──────── Given data

//! Raw type-expression parser.
//!
//! Parses the type text recorded by the header parser (`const char *`,
//! `struct foo *[4]`, `void (*)(int code, void *user)`) into a [`CType`] tree.
//! Parameter names inside function types are accepted and dropped.

use cbind_lexer::{render_tokens, tokenize, Token, TokenKind};
use thiserror::Error;

#[derive(Clone, Debug, PartialEq, Eq, Error)]
pub enum TypeParseError {
    #[error("cannot tokenize type `{0}`")]
    Lex(String),

    #[error("expected {expected} in type `{text}`")]
    Expected { expected: &'static str, text: String },

    #[error("missing base type in `{0}`")]
    MissingBase(String),
}

/// Base specifier of a type.
#[derive(Clone, Debug, PartialEq, Eq)]
pub enum BaseSpec {
    Void,
    /// Arithmetic keywords, e.g. `["unsigned", "long"]`.
    Words(Vec<String>),
    /// `struct foo`, `union bar`, `enum baz`.
    Tagged { keyword: String, tag: String },
    /// A typedef name.
    Named(String),
}

/// A parsed C type.
#[derive(Clone, Debug, PartialEq, Eq)]
pub enum CType {
    Base { spec: BaseSpec, is_const: bool },
    Pointer { to: Box<CType>, is_const: bool },
    /// `len` is the unevaluated dimension expression.
    Array { elem: Box<CType>, len: Option<String> },
    Function {
        ret: Box<CType>,
        params: Vec<CType>,
        variadic: bool,
    },
}

impl CType {
    pub fn is_void(&self) -> bool {
        matches!(
            self,
            CType::Base {
                spec: BaseSpec::Void,
                ..
            }
        )
    }
}

/// Type constructors in the order they wrap the base type.
#[derive(Debug)]
enum Op {
    Pointer { is_const: bool },
    Array(Option<String>),
    Function { params: Vec<CType>, variadic: bool },
}

const SCALAR_WORDS: &[&str] = &[
    "char", "short", "int", "long", "float", "double", "signed", "unsigned", "__signed__",
];

const QUALIFIERS: &[&str] = &["const", "volatile", "restrict", "__restrict", "__restrict__"];

/// Parse a raw type expression.
pub fn parse_type(text: &str) -> Result<CType, TypeParseError> {
    let tokens = tokenize(text).map_err(|_| TypeParseError::Lex(text.to_string()))?;
    let mut parser = TypeParser {
        tokens: &tokens,
        pos: 0,
        text,
    };
    let ty = parser.type_name()?;
    if parser.pos < tokens.len() {
        return Err(parser.expected("end of type"));
    }
    Ok(ty)
}

struct TypeParser<'t, 'src> {
    tokens: &'t [Token<'src>],
    pos: usize,
    text: &'t str,
}

impl<'src> TypeParser<'_, 'src> {
    fn type_name(&mut self) -> Result<CType, TypeParseError> {
        let base = self.specifiers()?;
        let ops = self.declarator()?;
        Ok(apply(base, ops))
    }

    fn specifiers(&mut self) -> Result<CType, TypeParseError> {
        let mut is_const = false;
        let mut words: Vec<String> = Vec::new();
        let mut spec = None;
        while let Some(tok) = self.peek() {
            if tok.kind != TokenKind::Ident {
                break;
            }
            match tok.text {
                "const" => is_const = true,
                q if QUALIFIERS.contains(&q) => {}
                "void" if spec.is_none() && words.is_empty() => spec = Some(BaseSpec::Void),
                keyword @ ("struct" | "union" | "enum") if spec.is_none() && words.is_empty() => {
                    self.pos += 1;
                    let tag = self
                        .peek()
                        .filter(|t| t.kind == TokenKind::Ident)
                        .ok_or_else(|| self.expected("tag name"))?;
                    spec = Some(BaseSpec::Tagged {
                        keyword: keyword.to_string(),
                        tag: tag.text.to_string(),
                    });
                }
                w if SCALAR_WORDS.contains(&w) && spec.is_none() => words.push(w.to_string()),
                name if spec.is_none() && words.is_empty() => {
                    spec = Some(BaseSpec::Named(name.to_string()));
                }
                // a parameter name after a complete base
                _ => break,
            }
            self.pos += 1;
        }
        let spec = match spec {
            Some(spec) => spec,
            None if !words.is_empty() => BaseSpec::Words(words),
            None => return Err(TypeParseError::MissingBase(self.text.to_string())),
        };
        Ok(CType::Base { spec, is_const })
    }

    /// Parse an abstract (or named) declarator into constructor ops.
    fn declarator(&mut self) -> Result<Vec<Op>, TypeParseError> {
        let mut ops = Vec::new();
        while self.eat(TokenKind::Star) {
            ops.push(Op::Pointer {
                is_const: self.qualifiers(),
            });
        }

        let mut inner = Vec::new();
        if self.peek_kind() == Some(TokenKind::LParen) && self.nested_follows() {
            self.pos += 1;
            inner = self.declarator()?;
            self.expect(TokenKind::RParen, "`)`")?;
        } else if self.peek_kind() == Some(TokenKind::Ident) {
            // declared name, not part of the type
            self.pos += 1;
        }

        let mut suffixes = Vec::new();
        loop {
            if self.eat(TokenKind::LBracket) {
                let start = self.pos;
                while self.peek_kind().is_some_and(|k| k != TokenKind::RBracket) {
                    self.pos += 1;
                }
                let len = render_tokens(self.tokens[start..self.pos].iter().map(|t| t.text));
                self.expect(TokenKind::RBracket, "`]`")?;
                suffixes.push(Op::Array(Some(len).filter(|l| !l.is_empty())));
            } else if self.eat(TokenKind::LParen) {
                let (params, variadic) = self.params()?;
                suffixes.push(Op::Function { params, variadic });
            } else {
                break;
            }
        }
        ops.extend(suffixes.into_iter().rev());
        ops.extend(inner);
        Ok(ops)
    }

    fn params(&mut self) -> Result<(Vec<CType>, bool), TypeParseError> {
        let mut params = Vec::new();
        let mut variadic = false;
        if self.eat(TokenKind::RParen) {
            return Ok((params, variadic));
        }
        loop {
            if self.eat(TokenKind::Ellipsis) {
                variadic = true;
            } else {
                let param = self.type_name()?;
                params.push(param);
            }
            if self.eat(TokenKind::Comma) {
                continue;
            }
            self.expect(TokenKind::RParen, "`)`")?;
            break;
        }
        if let [only] = params.as_slice() {
            if only.is_void() {
                params.clear();
            }
        }
        Ok((params, variadic))
    }

    /// After `(`: does a nested declarator follow rather than a parameter list?
    fn nested_follows(&self) -> bool {
        matches!(
            self.tokens.get(self.pos + 1).map(|t| t.kind),
            Some(TokenKind::Star | TokenKind::LParen | TokenKind::LBracket)
        )
    }

    fn qualifiers(&mut self) -> bool {
        let mut is_const = false;
        while let Some(tok) = self.peek() {
            if tok.kind != TokenKind::Ident || !QUALIFIERS.contains(&tok.text) {
                break;
            }
            is_const |= tok.text == "const";
            self.pos += 1;
        }
        is_const
    }

    fn peek(&self) -> Option<Token<'src>> {
        self.tokens.get(self.pos).copied()
    }

    fn peek_kind(&self) -> Option<TokenKind> {
        self.tokens.get(self.pos).map(|t| t.kind)
    }

    fn eat(&mut self, kind: TokenKind) -> bool {
        if self.peek_kind() == Some(kind) {
            self.pos += 1;
            true
        } else {
            false
        }
    }

    fn expect(&mut self, kind: TokenKind, expected: &'static str) -> Result<(), TypeParseError> {
        if self.eat(kind) {
            Ok(())
        } else {
            Err(self.expected(expected))
        }
    }

    fn expected(&self, expected: &'static str) -> TypeParseError {
        TypeParseError::Expected {
            expected,
            text: self.text.to_string(),
        }
    }
}

fn apply(base: CType, ops: Vec<Op>) -> CType {
    ops.into_iter().fold(base, |ty, op| match op {
        Op::Pointer { is_const } => CType::Pointer {
            to: Box::new(ty),
            is_const,
        },
        Op::Array(len) => CType::Array {
            elem: Box::new(ty),
            len,
        },
        Op::Function { params, variadic } => CType::Function {
            ret: Box::new(ty),
            params,
            variadic,
        },
    })
}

────────────────

**Your assignment:**
For this exercise, copy all of the material exactly as it stands.

**Answer to this problem:**
//! Raw type-expression parser.
//!
//! Parses the type text recorded by the header parser (`const char *`,
//! `struct foo *[4]`, `void (*)(int code, void *user)`) into a [`CType`] tree.
//! Parameter names inside function types are accepted and dropped.

use cbind_lexer::{render_tokens, tokenize, Token, TokenKind};
use thiserror::Error;

#[derive(Clone, Debug, PartialEq, Eq, Error)]
pub enum TypeParseError {
    #[error("cannot tokenize type `{0}`")]
    Lex(String),

    #[error("expected {expected} in type `{text}`")]
    Expected { expected: &'static str, text: String },

    #[error("missing base type in `{0}`")]
    MissingBase(String),
}

/// Base specifier of a type.
#[derive(Clone, Debug, PartialEq, Eq)]
pub enum BaseSpec {
    Void,
    /// Arithmetic keywords, e.g. `["unsigned", "long"]`.
    Words(Vec<String>),
    /// `struct foo`, `union bar`, `enum baz`.
    Tagged { keyword: String, tag: String },
    /// A typedef name.
    Named(String),
}

/// A parsed C type.
#[derive(Clone, Debug, PartialEq, Eq)]
pub enum CType {
    Base { spec: BaseSpec, is_const: bool },
    Pointer { to: Box<CType>, is_const: bool },
    /// `len` is the unevaluated dimension expression.
    Array { elem: Box<CType>, len: Option<String> },
    Function {
        ret: Box<CType>,
        params: Vec<CType>,
        variadic: bool,
    },
}

impl CType {
    pub fn is_void(&self) -> bool {
        matches!(
            self,
            CType::Base {
                spec: BaseSpec::Void,
                ..
            }
        )
    }
}

/// Type constructors in the order they wrap the base type.
#[derive(Debug)]
enum Op {
    Pointer { is_const: bool },
    Array(Option<String>),
    Function { params: Vec<CType>, variadic: bool },
}

const SCALAR_WORDS: &[&str] = &[
    "char", "short", "int", "long", "float", "double", "signed", "unsigned", "__signed__",
];

const QUALIFIERS: &[&str] = &["const", "volatile", "restrict", "__restrict", "__restrict__"];

/// Parse a raw type expression.
pub fn parse_type(text: &str) -> Result<CType, TypeParseError> {
    let tokens = tokenize(text).map_err(|_| TypeParseError::Lex(text.to_string()))?;
    let mut parser = TypeParser {
        tokens: &tokens,
        pos: 0,
        text,
    };
    let ty = parser.type_name()?;
    if parser.pos < tokens.len() {
        return Err(parser.expected("end of type"));
    }
    Ok(ty)
}

struct TypeParser<'t, 'src> {
    tokens: &'t [Token<'src>],
    pos: usize,
    text: &'t str,
}

impl<'src> TypeParser<'_, 'src> {
    fn type_name(&mut self) -> Result<CType, TypeParseError> {
        let base = self.specifiers()?;
        let ops = self.declarator()?;
        Ok(apply(base, ops))
    }

    fn specifiers(&mut self) -> Result<CType, TypeParseError> {
        let mut is_const = false;
        let mut words: Vec<String> = Vec::new();
        let mut spec = None;
        while let Some(tok) = self.peek() {
            if tok.kind != TokenKind::Ident {
                break;
            }
            match tok.text {
                "const" => is_const = true,
                q if QUALIFIERS.contains(&q) => {}
                "void" if spec.is_none() && words.is_empty() => spec = Some(BaseSpec::Void),
                keyword @ ("struct" | "union" | "enum") if spec.is_none() && words.is_empty() => {
                    self.pos += 1;
                    let tag = self
                        .peek()
                        .filter(|t| t.kind == TokenKind::Ident)
                        .ok_or_else(|| self.expected("tag name"))?;
                    spec = Some(BaseSpec::Tagged {
                        keyword: keyword.to_string(),
                        tag: tag.text.to_string(),
                    });
                }
                w if SCALAR_WORDS.contains(&w) && spec.is_none() => words.push(w.to_string()),
                name if spec.is_none() && words.is_empty() => {
                    spec = Some(BaseSpec::Named(name.to_string()));
                }
                // a parameter name after a complete base
                _ => break,
            }
            self.pos += 1;
        }
        let spec = match spec {
            Some(spec) => spec,
            None if !words.is_empty() => BaseSpec::Words(words),
            None => return Err(TypeParseError::MissingBase(self.text.to_string())),
        };
        Ok(CType::Base { spec, is_const })
    }

    /// Parse an abstract (or named) declarator into constructor ops.
    fn declarator(&mut self) -> Result<Vec<Op>, TypeParseError> {
        let mut ops = Vec::new();
        while self.eat(TokenKind::Star) {
            ops.push(Op::Pointer {
                is_const: self.qualifiers(),
            });
        }

        let mut inner = Vec::new();
        if self.peek_kind() == Some(TokenKind::LParen) && self.nested_follows() {
            self.pos += 1;
            inner = self.declarator()?;
            self.expect(TokenKind::RParen, "`)`")?;
        } else if self.peek_kind() == Some(TokenKind::Ident) {
            // declared name, not part of the type
            self.pos += 1;
        }

        let mut suffixes = Vec::new();
        loop {
            if self.eat(TokenKind::LBracket) {
                let start = self.pos;
                while self.peek_kind().is_some_and(|k| k != TokenKind::RBracket) {
                    self.pos += 1;
                }
                let len = render_tokens(self.tokens[start..self.pos].iter().map(|t| t.text));
                self.expect(TokenKind::RBracket, "`]`")?;
                suffixes.push(Op::Array(Some(len).filter(|l| !l.is_empty())));
            } else if self.eat(TokenKind::LParen) {
                let (params, variadic) = self.params()?;
                suffixes.push(Op::Function { params, variadic });
            } else {
                break;
            }
        }
        ops.extend(suffixes.into_iter().rev());
        ops.extend(inner);
        Ok(ops)
    }

    fn params(&mut self) -> Result<(Vec<CType>, bool), TypeParseError> {
        let mut params = Vec::new();
        let mut variadic = false;
        if self.eat(TokenKind::RParen) {
            return Ok((params, variadic));
        }
        loop {
            if self.eat(TokenKind::Ellipsis) {
                variadic = true;
            } else {
                let param = self.type_name()?;
                params.push(param);
            }
            if self.eat(TokenKind::Comma) {
                continue;
            }
            self.expect(TokenKind::RParen, "`)`")?;
            break;
        }
        if let [only] = params.as_slice() {
            if only.is_void() {
                params.clear();
            }
        }
        Ok((params, variadic))
    }

    /// After `(`: does a nested declarator follow rather than a parameter list?
    fn nested_follows(&self) -> bool {
        matches!(
            self.tokens.get(self.pos + 1).map(|t| t.kind),
            Some(TokenKind::Star | TokenKind::LParen | TokenKind::LBracket)
        )
    }

    fn qualifiers(&mut self) -> bool {
        let mut is_const = false;
        while let Some(tok) = self.peek() {
            if tok.kind != TokenKind::Ident || !QUALIFIERS.contains(&tok.text) {
                break;
            }
            is_const |= tok.text == "const";
            self.pos += 1;
        }
        is_const
    }

    fn peek(&self) -> Option<Token<'src>> {
        self.tokens.get(self.pos).copied()
    }

    fn peek_kind(&self) -> Option<TokenKind> {
        self.tokens.get(self.pos).map(|t| t.kind)
    }

    fn eat(&mut self, kind: TokenKind) -> bool {
        if self.peek_kind() == Some(kind) {
            self.pos += 1;
            true
        } else {
            false
        }
    }

    fn expect(&mut self, kind: TokenKind, expected: &'static str) -> Result<(), TypeParseError> {
        if self.eat(kind) {
            Ok(())
        } else {
            Err(self.expected(expected))
        }
    }

    fn expected(&self, expected: &'static str) -> TypeParseError {
        TypeParseError::Expected {
            expected,
            text: self.text.to_string(),
        }
    }
}

fn apply(base: CType, ops: Vec<Op>) -> CType {
    ops.into_iter().fold(base, |ty, op| match op {
        Op::Pointer { is_const } => CType::Pointer {
            to: Box::new(ty),
            is_const,
        },
        Op::Array(len) => CType::Array {
            elem: Box::new(ty),
            len,
        },
        Op::Function { params, variadic } => CType::Function {
            ret: Box::new(ty),
            params,
            variadic,
        },
    })
}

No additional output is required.